Mileage Reimbursements: If an employee travels for work in their personal car, it’s customary for the employer to reimburse the employee for this travel (the current IRS reimbursement rate is $0.67 per mile). As a post-tax commuter benefit, employers can extend this policy to workers’ commute.

Hybrid Charging Stations: As a way to encourage the purchase and use of electric vehicles, and support employees’ commutes, employers can offer employees a stipend for hybrid and electric vehicle charging stations. 

Paying for qualified expenses with your benefits

There are many ways to pay for qualified expenses using your commuter benefits. If your benefits administrator issues a debit card linked to your account, you can simply use it at approved vendors like your mass transit operator (e.g. SFMuni), or rideshare company.

Other ways to pay for your commute include: vouchers, smart cards, transit passes and direct payments to vendors like the garage with which you have a monthly parking arrangement.

Some benefits administrators have strict policies about how you use your commuter account to pay for certain expenses. For example they might require you to pay for mass transit costs using your benefits debit card. So make sure you read the details of your benefits plan before you start using your account.

Reimbursing yourself for qualified expenses with parking benefits

If you’re receiving a cash reimbursement for work-related parking expenses for which you’ve paid out of pocket, you need to file a claim with your benefits administrator. Although the process for filing a claim may differ between companies, you will probably need your receipts and to file your claim within 180 days of incurring the expense.

Most administrators have a digital portal through which you can file your claim for parking reimbursement.

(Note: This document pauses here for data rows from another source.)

// SPDX-License-Identifier: BUSL-1.1
// Copyright (c) 2026 Alfred Jean LLC

//! Heartbeat/telemetry loop (spec §4.6), modeled on the gateway's own
//! select-on-shutdown-or-tick sweepers. The cadence is re-tuned on every
//! response per the gateway's returned `polling_config`.

use std::sync::atomic::{AtomicU64, Ordering};
use std::sync::Arc;

use tokio_util::sync::CancellationToken;

use locker_core::kiosk::{HeartbeatReport, KioskStatus};

use crate::gateway_client::GatewayClient;

/// Shared, dynamically re-tuned poll cadences (spec §4.6 "honors returned
/// polling config for dynamic tuning").
pub struct PollingCadence {
    pub heartbeat_interval_ms: AtomicU64,
    pub poll_interval_ms: AtomicU64,
}

impl PollingCadence {
    pub fn new(heartbeat_interval_ms: u64, poll_interval_ms: u64) -> Self {
        Self {
            heartbeat_interval_ms: AtomicU64::new(heartbeat_interval_ms),
            poll_interval_ms: AtomicU64::new(poll_interval_ms),
        }
    }

    fn apply(&self, heartbeat_interval_ms: u64, poll_interval_ms: u64) {
        self.heartbeat_interval_ms.store(heartbeat_interval_ms, Ordering::Relaxed);
        self.poll_interval_ms.store(poll_interval_ms, Ordering::Relaxed);
    }
}

/// One telemetry sample (spec §4.6 heartbeat body). The caller supplies
/// whatever host/process telemetry it can read; all fields beyond identity
/// are best-effort and optional on the wire.
#[derive(Debug, Clone, Default)]
pub struct Telemetry {
    pub voltage: Option<f64>,
    pub temperature: Option<f64>,
    pub uptime_seconds: i64,
    pub memory_usage: Option<f64>,
    pub disk_space: Option<f64>,
    pub last_error: Option<String>,
}

pub fn spawn_heartbeat_loop(
    kiosk_id: String,
    version: String,
    config_hash: String,
    gateway: Arc<GatewayClient>,
    cadence: Arc<PollingCadence>,
    telemetry: Arc<dyn Fn() -> Telemetry + Send + Sync>,
    shutdown: CancellationToken,
) {
    tokio::spawn(async move {
        loop {
            let interval = std::time::Duration::from_millis(cadence.heartbeat_interval_ms.load(Ordering::Relaxed));
            tokio::select! {
                _ = shutdown.cancelled() => break,
                _ = tokio::time::sleep(interval) => {}
            }

            let sample = telemetry();
            let report = HeartbeatReport {
                kiosk_id: kiosk_id.clone(),
                version: version.clone(),
                config_hash: config_hash.clone(),
                status: KioskStatus::Online,
                voltage: sample.voltage,
                temperature: sample.temperature,
                uptime_seconds: sample.uptime_seconds,
                memory_usage: sample.memory_usage,
                disk_space: sample.disk_space,
                last_error: sample.last_error,
            };

            match gateway.heartbeat(&report).await {
                Ok(resp) => {
                    cadence.apply(resp.polling_config.heartbeat_interval_ms, resp.polling_config.poll_interval_ms);
                    if resp.config_drift {
                        tracing::warn!(kiosk_id = %kiosk_id, "gateway reports config drift");
                    }
                }
                Err(e) => tracing::warn!(kiosk_id = %kiosk_id, err = %e, "heartbeat failed"),
            }
        }
    });
}

#[cfg(test)]
#[path = "heartbeat_loop_tests.rs"]
mod tests;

What else you need to know about your commuter benefits

  • They can only be used for expenses related to your commute. Parking, transit and other travel expenses used for personal reasons or for your spouse or dependents aren’t eligible.

  • Depending on your provider, you can always transfer your balance between Parking and Mass Transit accounts. However, Lively's commuter benefits enable you to do so, enabling a more flexible approach to commuting.

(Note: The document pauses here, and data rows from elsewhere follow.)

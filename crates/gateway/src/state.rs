// SPDX-License-Identifier: BUSL-1.1
// Copyright (c) 2026 Alfred Jean LLC

use sqlx::SqlitePool;
use tokio_util::sync::CancellationToken;

use locker_core::ratelimit::RateLimiter;

use crate::config::GatewayConfig;
use crate::queue::dispatcher::CommandDispatcher;
use crate::store::event_log::EventLog;
use crate::store::kiosk_store::KioskStore;
use crate::store::locker_store::LockerStore;

/// Shared gateway state, constructed once at boot and handed to the router.
pub struct GatewayState {
    pub config: GatewayConfig,
    pub pool: SqlitePool,
    pub lockers: LockerStore,
    pub kiosks: KioskStore,
    pub events: EventLog,
    pub commands: CommandDispatcher,
    pub rate_limiter: RateLimiter,
    pub shutdown: CancellationToken,
}

impl GatewayState {
    pub fn new(config: GatewayConfig, pool: SqlitePool, shutdown: CancellationToken) -> Self {
        let rate_limiter = RateLimiter::new(config.rate_limit_settings());
        Self {
            lockers: LockerStore::new(pool.clone()),
            kiosks: KioskStore::new(pool.clone()),
            events: EventLog::new(pool.clone()),
            commands: CommandDispatcher::new(pool.clone(), config.command_max_retries)
                .with_backoff(config.command_retry_delay_base_ms, config.command_retry_delay_max_ms),
            rate_limiter,
            pool,
            config,
            shutdown,
        }
    }
}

  • You can only claim up to the amount that’s in your benefits account at the time you submit the expense for reimbursement.

How to bundle your commuter benefits with other employee benefits

One of the great things about offering commuter benefits, is that you can offer them alongside any other type of flexible or health benefit without restriction. In order to decide which style of commuter benefit to offer, and which additional benefits you want to include in your package, you must first determine the problems you’re trying to solve and the goals you’re trying to achieve with your benefits package. Here are a couple of ideas for bundles.

Goal #1: You want to improve company culture. 

Bundle: Pre-tax Commuter Benefit + Lifestyle Spending Account (LSA). If you want to improve company culture and you feel that getting employees back into the office is a big part of that initiative, then offering a commuter benefit will go a long way toward not only encouraging employees to come back into the office, but providing them with an incentive to do so. The LSA is a benefit that allows employers to give employees post-tax money to pay for everyday life and personal expenses like gym memberships, food at the office, "last mile" commuting expenses, pet care, hobbies and more. Pairing these together shows employees that the company cares about the financial impact commuting has on their lives and who they are outside of work.

Goal #2: You want to help alleviate financial stress among employees.

Bundle: A Pre- or Post-tax commuter benefit + Health Savings Account (HSA) +  LSA. Make sure to pick the commuter benefit that will have the greatest financial benefit for the greatest number of employees. The HSA allows employees to save pre tax money to pay for qualified medical expenses like deductibles, copays, coinsurance requirements and prescriptions. Employees can also invest their contributions to grow their health safety net at a faster rate. The LSA can be structured to pay for expenses that employees would pay for anyways.

Goal #3: You want to support employees that live far away from a city center.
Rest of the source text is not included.